Entenda logo como sou e saiba me contornar vez ou outra. É que essa minha mania de contradição acaba atrapalhando muita coisa e eu vou ficando cada vez mais perdida dentro de mim. Quero que você fique, mas vai ter um momento em que vou espernear e pedir pra você desancorar o seu barco do meu cais: não vá, é só confusão minha. Quero mais é que você fique e explore meus mares. Entenda que minha maré é muito difícil de prever e que quase lua nenhuma dá jeito nisso. Entenda que você me dá vontade de navegar até onde for possível, só pra poder te encontrar de novo, no caso da gente se perder. Sou tempestade em copo d’água, mas quero que você me derrame por aí. Me espalhe, me guarde. Entenda que quase sempre isso aqui tá uma bagunça, mas se for problema dos grandes, eu dou um jeitinho de arrumar a casa. Mas quero que você mergulhe no meu mar, sim?

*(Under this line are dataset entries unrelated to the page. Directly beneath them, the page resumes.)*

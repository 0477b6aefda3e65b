//! Repository layer for database operations
//!
//! Services only see the per-entity traits below. Two backends implement
//! them: PostgreSQL through sqlx, and an in-process store used by tests and
//! by `database.url = "memory://"`.

pub mod assets;
pub mod assignments;
pub mod disposals;
pub mod maintenance;
pub mod memory;
pub mod users;

use std::sync::Arc;

use async_trait::async_trait;
use sqlx::{Pool, Postgres};

use crate::{
    error::AppResult,
    models::{
        asset::{Asset, AssetFields, AssetStateChange, AssetSummary},
        assignment::{Assignment, AssignmentFields},
        disposal::{Disposal, DisposalFields},
        maintenance::{Maintenance, MaintenanceFields},
        user::{User, UserFields, UserSummary},
    },
};

#[async_trait]
pub trait UsersRepository: Send + Sync {
    async fn list(&self) -> AppResult<Vec<User>>;
    /// Fails with `NotFound` when the id is unknown
    async fn get_by_id(&self, id: i32) -> AppResult<User>;
    async fn get_by_email(&self, email: &str) -> AppResult<Option<User>>;
    async fn exists(&self, id: i32) -> AppResult<bool>;
    async fn create(&self, fields: &UserFields) -> AppResult<User>;
    async fn update(&self, id: i32, fields: &UserFields) -> AppResult<User>;
    async fn summaries(&self, ids: &[i32]) -> AppResult<Vec<UserSummary>>;
    async fn count(&self) -> AppResult<i64>;
}

#[cfg_attr(test, mockall::automock)]
#[async_trait]
pub trait AssetsRepository: Send + Sync {
    async fn list(&self) -> AppResult<Vec<Asset>>;
    /// Fails with `NotFound` when the id is unknown
    async fn get_by_id(&self, id: i32) -> AppResult<Asset>;
    async fn get_by_serial_number(&self, serial_number: &str) -> AppResult<Option<Asset>>;
    async fn create(&self, fields: &AssetFields, created_by: i32) -> AppResult<Asset>;
    async fn update(&self, id: i32, fields: &AssetFields) -> AppResult<Asset>;
    /// Write only the synchronized status/holder pair
    async fn set_state(&self, id: i32, change: &AssetStateChange) -> AppResult<Asset>;
    async fn delete(&self, id: i32) -> AppResult<()>;
    async fn summaries(&self, ids: &[i32]) -> AppResult<Vec<AssetSummary>>;
}

#[async_trait]
pub trait AssignmentsRepository: Send + Sync {
    async fn list(&self) -> AppResult<Vec<Assignment>>;
    async fn get_by_id(&self, id: i32) -> AppResult<Assignment>;
    /// The record currently holding the asset, if any
    async fn find_active_for_asset(&self, asset_id: i32) -> AppResult<Option<Assignment>>;
    async fn create(&self, fields: &AssignmentFields, created_by: i32) -> AppResult<Assignment>;
    async fn update(&self, id: i32, fields: &AssignmentFields) -> AppResult<Assignment>;
    async fn delete(&self, id: i32) -> AppResult<()>;
}

#[async_trait]
pub trait MaintenanceRepository: Send + Sync {
    async fn list(&self) -> AppResult<Vec<Maintenance>>;
    async fn get_by_id(&self, id: i32) -> AppResult<Maintenance>;
    async fn create(&self, fields: &MaintenanceFields, created_by: i32) -> AppResult<Maintenance>;
    async fn update(&self, id: i32, fields: &MaintenanceFields) -> AppResult<Maintenance>;
    async fn delete(&self, id: i32) -> AppResult<()>;
}

#[async_trait]
pub trait DisposalsRepository: Send + Sync {
    async fn list(&self) -> AppResult<Vec<Disposal>>;
    async fn get_by_id(&self, id: i32) -> AppResult<Disposal>;
    async fn create(&self, fields: &DisposalFields, created_by: i32) -> AppResult<Disposal>;
    async fn update(&self, id: i32, fields: &DisposalFields) -> AppResult<Disposal>;
    async fn delete(&self, id: i32) -> AppResult<()>;
}

/// Main repository struct holding one handle per entity
#[derive(Clone)]
pub struct Repository {
    pub users: Arc<dyn UsersRepository>,
    pub assets: Arc<dyn AssetsRepository>,
    pub assignments: Arc<dyn AssignmentsRepository>,
    pub maintenance: Arc<dyn MaintenanceRepository>,
    pub disposals: Arc<dyn DisposalsRepository>,
}

impl Repository {
    /// Create a repository backed by the given PostgreSQL pool
    pub fn new(pool: Pool<Postgres>) -> Self {
        Self {
            users: Arc::new(users::PgUsersRepository::new(pool.clone())),
            assets: Arc::new(assets::PgAssetsRepository::new(pool.clone())),
            assignments: Arc::new(assignments::PgAssignmentsRepository::new(pool.clone())),
            maintenance: Arc::new(maintenance::PgMaintenanceRepository::new(pool.clone())),
            disposals: Arc::new(disposals::PgDisposalsRepository::new(pool)),
        }
    }

    /// Create a repository backed by a fresh in-process store
    pub fn in_memory() -> Self {
        let store = memory::MemoryStore::default();
        Self {
            users: Arc::new(store.clone()),
            assets: Arc::new(store.clone()),
            assignments: Arc::new(store.clone()),
            maintenance: Arc::new(store.clone()),
            disposals: Arc::new(store),
        }
    }
}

Hoje a maré tá calma. Com vontade de você, cada vez mais. Chove um pouco. A areia tá toda pontilhada, marcada da água, sabe como é? Acho uma delícia andar pela praia quando o chão tá assim, fazendo cócegas nos pés. Gosto quando a chuva sai de mim e vai molhar o mundo. 

De Orlando Pedroso



4 de dezembro de 2011

Exceção


“- (...) o murchar das flores é o sinal do nascimento dos frutos; e dos frutos vem a semente e o ciclo do coração... se as flores não murcharem, como há de existir frutos e sementes? Até os lírios murcham.
- Eu queria que as flores durassem para sempre.
- Assim como as primaveras?
- Mas a gente guarda pelo menos a lembrança delas, não é?  De certo modo, elas nunca morrem. Entende?
- Entendo. Concordo. Se você quer eternizar é só guardar direitinho, como uma flor dentro de um livro.
- Eu tenho flores guardadas assim.
- Eu tenho amores guardados assim.”

Engraçado que independentemente do tempo correr ou passar se arrastando, a gente tá no mesmo lugar, morrendo de saudade um do outro. Não importa se um dia foi espinho ou se já é flor de novo, eu te guardava – e guardo – de todo jeito, desde sempre. Você bem sabe dessa minha mania de passado, essa coisa de lembranças, detalhes. Canceriana demais. Cancerianos demais.
Amor-amizade: talvez a melhor definição de alguma coisa que a gente já fez. Esse amor raro, misturado, feito para nos levantar e derrubar ao mesmo tempo. Tão nosso. A gente nunca conseguiu se deixar ir. Mesmo com todos os desapegos, tentativas de expulsar de dentro do coração, investidas falhas e limites incertos: a gente nunca parou de se guardar. Nem que tenha sido de uma forma escondida ou escancarada - mas mentida -, a gente nunca conseguiu quebrar nossa promessa. Nem mesmo quando a primeira música que te mostrei dizia que eu ia embora.
É bom saber que no fundo, no fundo, a gente nunca mudou. Nem iremos. Uma delícia ouvir que ainda te causo sorrisos. Você sabe que por aqui também. O jardim continua bagunçado, como sempre, mas bem cuidado. A cada flor que nasce, lembro do significado de “cativar”. Lembro de você, nem que por meio segundo. Lembro tanto de como me deixei ser cativada por uma pessoa tão inconstante quanto eu. Logo nós, que mesmo tão cancerianos, temos toda essa falta de certeza.

A gente sempre vai ser esse parêntese em aberto.
Guardo flores assim. Cartas, caixas. Você. 


            Amores também.



1 de dezembro de 2011

Incêndio






O amor me consome
feito fogo faz com palha:


rápido,
           quente,
                       pó pra sempre.